**WHAT THIS TASK INVOLVES:** Could you print the data that follows exactly as given?
--- PROVIDED ENTRIES Enclosed Below ---
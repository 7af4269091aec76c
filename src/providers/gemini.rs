//! Google Gemini `generateContent` client.
//!
//! See: <https://ai.google.dev/api/generate-content>

use async_trait::async_trait;
use reqwest::Client;
use serde::{Deserialize, Serialize};
use tokio_util::sync::CancellationToken;

use super::traits::GenerationProvider;
use super::{MAX_OUTPUT_TOKENS, TEMPERATURE, ensure_success, http_client};
use crate::types::PromptContext;
use crate::{Result, StargazerError};

/// Default base URL for the Gemini API
const DEFAULT_BASE_URL: &str = "https://generativelanguage.googleapis.com";

/// Default model
pub const DEFAULT_MODEL: &str = "gemini-pro";

/// Instruction prepended to the prompt (Gemini has no separate system turn
/// on this endpoint version).
const SYSTEM_PREFIX: &str = "You are an expert astrologer who provides warm, personalized daily insights. Keep responses to 2-3 sentences, be positive and actionable.";

/// Client for the Gemini API.
#[derive(Clone)]
pub struct GeminiClient {
    api_key: String,
    http: Client,
    base_url: String,
    model: String,
}

impl GeminiClient {
    /// Create a new Gemini client with the given API key.
    pub fn new(api_key: impl Into<String>) -> Self {
        Self::with_base_url(api_key, DEFAULT_BASE_URL)
    }

    /// Create a client with a custom base URL (for testing with wiremock).
    pub fn with_base_url(api_key: impl Into<String>, base_url: impl Into<String>) -> Self {
        Self {
            api_key: api_key.into(),
            http: http_client(),
            base_url: base_url.into(),
            model: DEFAULT_MODEL.to_string(),
        }
    }

    /// Override the model.
    pub fn model(mut self, model: impl Into<String>) -> Self {
        self.model = model.into();
        self
    }

    /// Generate a completion for `prompt`.
    pub async fn complete(&self, prompt: &str) -> Result<String> {
        let url = format!(
            "{}/v1beta/models/{}:generateContent",
            self.base_url, self.model
        );
        let body = GenerateContentRequest {
            contents: vec![Content {
                parts: vec![Part {
                    text: format!("{SYSTEM_PREFIX}\n\n{prompt}"),
                }],
            }],
            generation_config: GenerationConfig {
                max_output_tokens: MAX_OUTPUT_TOKENS,
                temperature: TEMPERATURE,
            },
        };

        let response = self
            .http
            .post(&url)
            .header("x-goog-api-key", &self.api_key)
            .json(&body)
            .send()
            .await?;
        let response = ensure_success(response, "gemini").await?;
        let parsed: GenerateContentResponse = response.json().await?;

        let text = parsed
            .candidates
            .into_iter()
            .next()
            .and_then(|c| c.content)
            .map(|c| {
                c.parts
                    .into_iter()
                    .filter_map(|p| p.text)
                    .collect::<Vec<_>>()
                    .join("")
            })
            .ok_or(StargazerError::EmptyResponse)?;
        Ok(text.trim().to_string())
    }
}

#[async_trait]
impl GenerationProvider for GeminiClient {
    fn name(&self) -> &str {
        "gemini"
    }

    async fn generate(&self, prompt: &PromptContext, cancel: CancellationToken) -> Result<String> {
        tokio::select! {
            _ = cancel.cancelled() => Err(StargazerError::Cancelled),
            text = self.complete(&prompt.text) => text,
        }
    }
}

// ============================================================================
// Request/Response types
// ============================================================================

#[derive(Serialize)]
#[serde(rename_all = "camelCase")]
struct GenerateContentRequest {
    contents: Vec<Content>,
    generation_config: GenerationConfig,
}

#[derive(Serialize)]
struct Content {
    parts: Vec<Part>,
}

#[derive(Serialize)]
struct Part {
    text: String,
}

#[derive(Serialize)]
#[serde(rename_all = "camelCase")]
struct GenerationConfig {
    max_output_tokens: u32,
    temperature: f32,
}

#[derive(Deserialize)]
struct GenerateContentResponse {
    #[serde(default)]
    candidates: Vec<Candidate>,
}

#[derive(Deserialize)]
struct Candidate {
    content: Option<CandidateContent>,
}

#[derive(Deserialize)]
struct CandidateContent {
    #[serde(default)]
    parts: Vec<CandidatePart>,
}

#[derive(Deserialize)]
struct CandidatePart {
    text: Option<String>,
}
--- End of Enclosed PROVIDED ENTRIES ---
**SOLUTION FOR THIS PROBLEM:**
repository 7af4269091aec76c
filename src/providers/gemini.rs
//! Google Gemini `generateContent` client.
//!
//! See: <https://ai.google.dev/api/generate-content>

use async_trait::async_trait;
use reqwest::Client;
use serde::{Deserialize, Serialize};
use tokio_util::sync::CancellationToken;

use super::traits::GenerationProvider;
use super::{MAX_OUTPUT_TOKENS, TEMPERATURE, ensure_success, http_client};
use crate::types::PromptContext;
use crate::{Result, StargazerError};

/// Default base URL for the Gemini API
const DEFAULT_BASE_URL: &str = "https://generativelanguage.googleapis.com";

/// Default model
pub const DEFAULT_MODEL: &str = "gemini-pro";

/// Instruction prepended to the prompt (Gemini has no separate system turn
/// on this endpoint version).
const SYSTEM_PREFIX: &str = "You are an expert astrologer who provides warm, personalized daily insights. Keep responses to 2-3 sentences, be positive and actionable.";

/// Client for the Gemini API.
#[derive(Clone)]
pub struct GeminiClient {
    api_key: String,
    http: Client,
    base_url: String,
    model: String,
}

impl GeminiClient {
    /// Create a new Gemini client with the given API key.
    pub fn new(api_key: impl Into<String>) -> Self {
        Self::with_base_url(api_key, DEFAULT_BASE_URL)
    }

    /// Create a client with a custom base URL (for testing with wiremock).
    pub fn with_base_url(api_key: impl Into<String>, base_url: impl Into<String>) -> Self {
        Self {
            api_key: api_key.into(),
            http: http_client(),
            base_url: base_url.into(),
            model: DEFAULT_MODEL.to_string(),
        }
    }

    /// Override the model.
    pub fn model(mut self, model: impl Into<String>) -> Self {
        self.model = model.into();
        self
    }

    /// Generate a completion for `prompt`.
    pub async fn complete(&self, prompt: &str) -> Result<String> {
        let url = format!(
            "{}/v1beta/models/{}:generateContent",
            self.base_url, self.model
        );
        let body = GenerateContentRequest {
            contents: vec![Content {
                parts: vec![Part {
                    text: format!("{SYSTEM_PREFIX}\n\n{prompt}"),
                }],
            }],
            generation_config: GenerationConfig {
                max_output_tokens: MAX_OUTPUT_TOKENS,
                temperature: TEMPERATURE,
            },
        };

        let response = self
            .http
            .post(&url)
            .header("x-goog-api-key", &self.api_key)
            .json(&body)
            .send()
            .await?;
        let response = ensure_success(response, "gemini").await?;
        let parsed: GenerateContentResponse = response.json().await?;

        let text = parsed
            .candidates
            .into_iter()
            .next()
            .and_then(|c| c.content)
            .map(|c| {
                c.parts
                    .into_iter()
                    .filter_map(|p| p.text)
                    .collect::<Vec<_>>()
                    .join("")
            })
            .ok_or(StargazerError::EmptyResponse)?;
        Ok(text.trim().to_string())
    }
}

#[async_trait]
impl GenerationProvider for GeminiClient {
    fn name(&self) -> &str {
        "gemini"
    }

    async fn generate(&self, prompt: &PromptContext, cancel: CancellationToken) -> Result<String> {
        tokio::select! {
            _ = cancel.cancelled() => Err(StargazerError::Cancelled),
            text = self.complete(&prompt.text) => text,
        }
    }
}

// ============================================================================
// Request/Response types
// ============================================================================

#[derive(Serialize)]
#[serde(rename_all = "camelCase")]
struct GenerateContentRequest {
    contents: Vec<Content>,
    generation_config: GenerationConfig,
}

#[derive(Serialize)]
struct Content {
    parts: Vec<Part>,
}

#[derive(Serialize)]
struct Part {
    text: String,
}

#[derive(Serialize)]
#[serde(rename_all = "camelCase")]
struct GenerationConfig {
    max_output_tokens: u32,
    temperature: f32,
}

#[derive(Deserialize)]
struct GenerateContentResponse {
    #[serde(default)]
    candidates: Vec<Candidate>,
}

#[derive(Deserialize)]
struct Candidate {
    content: Option<CandidateContent>,
}

#[derive(Deserialize)]
struct CandidateContent {
    #[serde(default)]
    parts: Vec<CandidatePart>,
}

#[derive(Deserialize)]
struct CandidatePart {
    text: Option<String>,
}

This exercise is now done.